1）以肺炎克雷伯氏菌1,3-丙二醇脱氢酶基因上下游500个碱基片段为模板设计引物，PCR扩增1,3-丙二醇脱氢酶基因上下游片段，再利用回收试剂盒回收目的基因片段，以上述回收片段为模板进行搭桥PCR，再利用回收试剂盒回收目的片段ΔdhaT，以自杀质粒pRE112为媒介与肺炎克雷伯氏菌进行同源重组敲除dhaT基因得到K.penumoniaeΔdhaT；

2）在K.penumoniaeΔdhaT基础上以上述步骤1）所述方法继续敲除醛还原酶/醇脱氢酶基因得到K.peneumoniaeΔdhaTΔyqhD。

6.根据权利要求4所述方法，其特征在于，重组质粒pBAD33-aldH-dhaB123-gdrAB构建方法如下：

1）醛脱氢酶基因的克隆是以E.coli为模板，通过PCR扩增获得，再利用回收试剂盒回收目的片段；

2）甘油脱水酶基因和甘油脱水酶再激活酶基因的克隆是以肺炎克雷伯氏菌为模板，通过PCR扩增获得，再利用回收试剂盒回收目的片段，以甘油脱水酶基因段和甘油脱水酶再激活酶基因片段为底物，通过搭桥PCR获得dhaB123-gdrAB；

3）将质粒pBAD33和割胶回收后的aldH基因片段进行酶切，回收酶切产物，再进行连接，连接产物转化E.coliDH5α，筛选阳性克隆，得到重组质粒pBAD33-EaldH；

4）以质粒pBAD33-EaldH和割胶回收后的dhaB123-gdrAB基因片段进行双酶切，得到重组质粒pBAD33-aldH-dhaB123-gdrAB。
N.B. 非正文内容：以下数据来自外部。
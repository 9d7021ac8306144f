use crate::alerts::sink::{NotificationSink, SendFuture};
use crate::config::SlackConfig;
use crate::error::SinkError;
use crate::events::{ErrorLevel, ErrorRecord};
use chrono::Utc;
use log::{debug, warn};
use reqwest::Client;
use serde_json::{json, Value};
use std::time::Duration;

/// Longest message excerpt shown in the attachment title
const TITLE_MESSAGE_LIMIT: usize = 100;

/// Sends alerts to a Slack-compatible incoming webhook
///
/// The payload carries the target channel, a display username, a one-line
/// alert and an attachment with the record's fields. Any non-2xx response or
/// transport error counts as a failed delivery.
pub struct WebhookSink {
    client: Client,
    webhook_url: String,
    channel: String,
    username: String,
}

impl WebhookSink {
    /// Create a webhook sink
    ///
    /// # Arguments
    ///
    /// * `settings` - Webhook URL, channel and username
    /// * `timeout` - Upper bound for the whole HTTP exchange
    ///
    /// # Errors
    ///
    /// Returns `SinkError::Configuration` when the URL is missing and
    /// `SinkError::HttpError` if the HTTP client cannot be built.
    pub fn new(settings: &SlackConfig, timeout: Duration) -> Result<Self, SinkError> {
        let missing = settings.missing_fields();
        if !missing.is_empty() {
            return Err(SinkError::Configuration(format!(
                "missing {}",
                missing.join(", ")
            )));
        }

        let client = Client::builder().timeout(timeout).build()?;

        Ok(Self {
            client,
            webhook_url: settings.webhook_url.trim().to_string(),
            channel: settings.channel.clone(),
            username: settings.username.clone(),
        })
    }

    /// Emoji and attachment colour for a level
    fn level_style(level: ErrorLevel) -> (&'static str, &'static str) {
        match level {
            ErrorLevel::Critical => ("\u{1F525}", "danger"),
            ErrorLevel::Error => ("\u{1F6A8}", "danger"),
            ErrorLevel::Fatal => ("\u{1F480}", "danger"),
            ErrorLevel::Exception | ErrorLevel::Warning | ErrorLevel::Warn => {
                ("\u{26A0}\u{FE0F}", "warning")
            }
            ErrorLevel::Fail | ErrorLevel::Unknown => ("\u{1F4E2}", "good"),
        }
    }

    /// Truncate to `max_chars` characters, marking the cut with "..."
    fn truncate_text(text: &str, max_chars: usize) -> String {
        match text.char_indices().nth(max_chars) {
            Some((cut, _)) => format!("{}...", &text[..cut]),
            None => text.to_string(),
        }
    }

    /// Build the JSON payload for a record
    ///
    /// # Arguments
    ///
    /// * `record` - The detected error
    /// * `sent_at` - Unix timestamp placed in the attachment's `ts` field
    pub fn build_payload(&self, record: &ErrorRecord, sent_at: i64) -> Value {
        let (emoji, color) = Self::level_style(record.level);

        let mut fields = vec![
            json!({ "title": "Timestamp", "value": record.timestamp, "short": true }),
            json!({ "title": "Level", "value": record.level.as_str(), "short": true }),
            json!({ "title": "Matched Keyword", "value": record.matched_keyword, "short": true }),
            json!({ "title": "Detection Time", "value": record.detected_at_iso(), "short": true }),
            json!({
                "title": "Error Message",
                "value": format!("```{}```", record.message),
                "short": false
            }),
        ];
        if record.raw_line != record.message {
            fields.push(json!({
                "title": "Full Log Line",
                "value": format!("```{}```", record.raw_line),
                "short": false
            }));
        }

        json!({
            "channel": self.channel,
            "username": self.username,
            "icon_emoji": ":warning:",
            "text": format!("{} *Log Monitor Alert*: {} detected", emoji, record.level),
            "attachments": [{
                "color": color,
                "title": format!(
                    "{}: {}",
                    record.level,
                    Self::truncate_text(&record.message, TITLE_MESSAGE_LIMIT)
                ),
                "fields": fields,
                "footer": "Log Monitor",
                "ts": sent_at,
            }]
        })
    }
}

impl NotificationSink for WebhookSink {
    fn name(&self) -> &str {
        "slack"
    }

    fn send<'a>(&'a self, record: &'a ErrorRecord) -> SendFuture<'a> {
        Box::pin(async move {
            let payload = self.build_payload(record, Utc::now().timestamp());
            debug!("Posting webhook payload to channel {}", self.channel);

            let response = self
                .client
                .post(&self.webhook_url)
                .json(&payload)
                .send()
                .await?;

            let status = response.status();
            if !status.is_success() {
                let body = response.text().await.unwrap_or_default();
                warn!("Webhook returned HTTP {}: {}", status, body);
                return Err(SinkError::HttpStatus(status.as_u16()));
            }
            Ok(())
        })
    }
}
7.根据权利要求4所述方法，其特征在于，重组质粒pBAD18-phaC-prpE构建方法为：对质粒pBAD18和pET21a-phaC-prpE进行双酶切，将酶切后的pBAD18和phaC-prpE片段酶连后得到重组质粒pBAD18-phaC-prpE。

8.一种联产3-HP和P3HP的方法，其特征在于，以权利要求1所述的联产3-HP和P3HP的重组肺炎克雷伯氏菌发酵生产3-羟基丙酸和聚3-羟基丙酸。